In the case of a sit on top boat, it is relatively simple but when it comes to a deck kayak, flat surfaces tend to be non-existent and it is then necessary to choose a support specifically adapted to the shape of the roof bars AND the shape of the boat.
There are oval supports, V-supports, J-supports, cradle supports, etc. The best thing is to ask the advice of a professional (in kayaking) to know which support is best suited to the shape of your boat.
Once the kayak is in place, it should not be forgotten to secure it with straps (ideally ratcheted for optimal tightening, or with a buckle). With the kayak secured in this way, you can take the road, not forgetting that the boat can exceed the length of the vehicle (so anticipate potential problems in bends or traffic jams by increasing the margin) and increase the overall height (beware of bridges, toll barriers, etc.).
From the vehicle to the water with a canoe cart
It is relatively rare that you can park by the water and simply have to carry the kayak for a few meters to launch. Dunes, forests, steep banks: many obstacles can still stand between the car and the water. As a kayak is heavy and cumbersome, the few tens of hundreds of metres to be covered may seem like Mount Everest, unattainable without the right equipment!
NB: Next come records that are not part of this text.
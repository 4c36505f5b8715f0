use approx::assert_relative_eq;
use longsim::resources::{History, Sample};

/// Assert that every recorded quantity of a sample is a finite number
#[track_caller]
pub fn assert_sample_finite(sample: &Sample) {
    assert!(sample.time.is_finite(), "time is not finite");
    assert!(
        sample.delta_v.is_finite(),
        "ΔV at t={} is not finite",
        sample.time
    );
    assert!(
        sample.alpha_deg.is_finite(),
        "α at t={} is not finite",
        sample.time
    );
    assert!(
        sample.delta_h.is_finite(),
        "ΔH at t={} is not finite",
        sample.time
    );
    assert!(
        sample.load_factor.is_finite(),
        "ny at t={} is not finite",
        sample.time
    );
}

#[track_caller]
pub fn assert_history_finite(history: &History) {
    for sample in history {
        assert_sample_finite(sample);
    }
}

/// Assert that sample `i` carries the grid time `i * dt`
#[track_caller]
pub fn assert_time_grid(history: &History, dt: f64) {
    for (i, sample) in history.iter().enumerate() {
        assert_relative_eq!(sample.time, i as f64 * dt, epsilon = 1e-9);
    }
}
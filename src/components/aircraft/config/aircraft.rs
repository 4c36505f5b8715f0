use serde::{Deserialize, Serialize};
use std::path::{Path, PathBuf};
use tracing::info;

use crate::components::aircraft::config::{
    AeroCoefficients, ConfigError, PhysicalConstants, PitchDampers, RawAircraftConfig,
};

/// The full aircraft configuration: physical constants, aerodynamic data and damper setup.
#[derive(Debug, Clone, PartialEq, Serialize, Deserialize)]
pub struct AircraftConfig {
    /// Name of the aircraft, defaults to type name.
    pub name: String,
    /// Type of aircraft, a programmed preset or a custom description.
    pub ac_type: AircraftType,
    /// Geometry, mass and trim flight condition.
    pub constants: PhysicalConstants,
    /// Aerodynamic coefficients as measured, before damper selection.
    pub aero_coef: AeroCoefficients,
    /// Active pitch dampers.
    pub dampers: PitchDampers,
}

impl Default for AircraftConfig {
    /// The reference transport is the only programmed data set.
    fn default() -> Self {
        Self::from_programmed(AircraftType::ReferenceTransport)
    }
}

impl AircraftConfig {
    /// Creates a new aircraft configuration from a given source.
    ///
    /// # Arguments
    /// * `source` - An `AircraftSource` enum specifying if the configuration is hardcoded
    ///              (`Programmed`) or loaded from a file (`File`).
    pub fn new(source: AircraftSource) -> Result<Self, ConfigError> {
        match source {
            AircraftSource::Programmed(aircraft_type) => Ok(Self::from_programmed(aircraft_type)),
            AircraftSource::File(path) => Self::from_file(path),
        }
    }

    fn from_programmed(aircraft_type: AircraftType) -> Self {
        match aircraft_type {
            AircraftType::ReferenceTransport => Self {
                name: "ReferenceTransport".to_string(),
                ac_type: AircraftType::ReferenceTransport,
                constants: PhysicalConstants::reference_transport(),
                aero_coef: AeroCoefficients::reference_transport(),
                dampers: PitchDampers::default(),
            },
            AircraftType::Custom(name) => Self {
                name: name.clone(),
                ac_type: AircraftType::Custom(name),
                constants: PhysicalConstants::reference_transport(),
                aero_coef: AeroCoefficients::reference_transport(),
                dampers: PitchDampers::default(),
            },
        }
    }

    /// Creates an aircraft configuration by reading from a YAML file.
    pub fn from_file<P: AsRef<Path>>(path: P) -> Result<Self, ConfigError> {
        let path = path.as_ref();
        info!("Loading aircraft config from {}", path.display());
        let contents = std::fs::read_to_string(path)?;
        Self::from_yaml(&contents)
    }

    pub fn from_yaml(contents: &str) -> Result<Self, ConfigError> {
        let raw: RawAircraftConfig = serde_yaml::from_str(contents)?;
        Self::from_raw(raw)
    }

    pub fn from_raw(raw: RawAircraftConfig) -> Result<Self, ConfigError> {
        let aero_coef = AeroCoefficients::from_raw(&raw)?;
        Ok(Self {
            ac_type: AircraftType::Custom(raw.name.clone()),
            constants: raw.constants(),
            dampers: raw.dampers,
            name: raw.name,
            aero_coef,
        })
    }

    pub fn reference_transport() -> Self {
        Self::from_programmed(AircraftType::ReferenceTransport)
    }

    pub fn with_dampers(mut self, dampers: PitchDampers) -> Self {
        self.dampers = dampers;
        self
    }

    pub fn with_cg_fraction(mut self, cg_fraction: f64) -> Self {
        self.constants.cg_fraction = cg_fraction;
        self
    }

    /// Aerodynamic data with the damper selection applied.
    pub fn effective_aero(&self) -> AeroCoefficients {
        self.aero_coef.with_dampers(self.dampers)
    }
}

/// Source for aircraft configuration.
/// Can either be a hardcoded configuration (`Programmed`) or loaded from a file.
#[derive(Debug, Clone)]
pub enum AircraftSource {
    Programmed(AircraftType),
    File(PathBuf),
}

/// Enumeration of available aircraft types.
#[derive(Debug, Clone, Serialize, Deserialize, Hash, PartialEq, Eq)]
pub enum AircraftType {
    ReferenceTransport,
    Custom(String),
}
pub mod components;
pub mod report;
pub mod resources;
pub mod systems;
pub mod utils;

pub use components::{
    AircraftConfig, AircraftModel, DerivedCoefficients, StateVector, TrimState,
};
pub use resources::{
    History, IntegrationMethod, RunOutcome, RunParameters, Scenario, ScenarioMode,
};
pub use systems::{run_simulation, run_sweep, SimulationFault};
Fortunately, the canoe cart is there to facilitate this last step. Some trolleys are specifically developed by the brands for some boat models. We think of RTM and their “Kirool” trolley so the arms are fixed in the self-unloading holes of RTM boats. Most of the time, the trolleys are suitable for a large number of models. We can even go so far as to choose the type of wheel we want depending on the type of environment we encounter. In very sandy areas, we go looking for inflated wheels. In very low pressure to have a wide support, which does not sink. On the other hand, in steep areas we will look for lightness, and choose a trolley with rigid wheels.
It should be noted that some truck manufacturers even integrate a dual use into the product. Some trolleys can be used as a seat, or even as a seat + parasol. Finally, there are even trolleys to transport several kayaks at a time, in a modular way.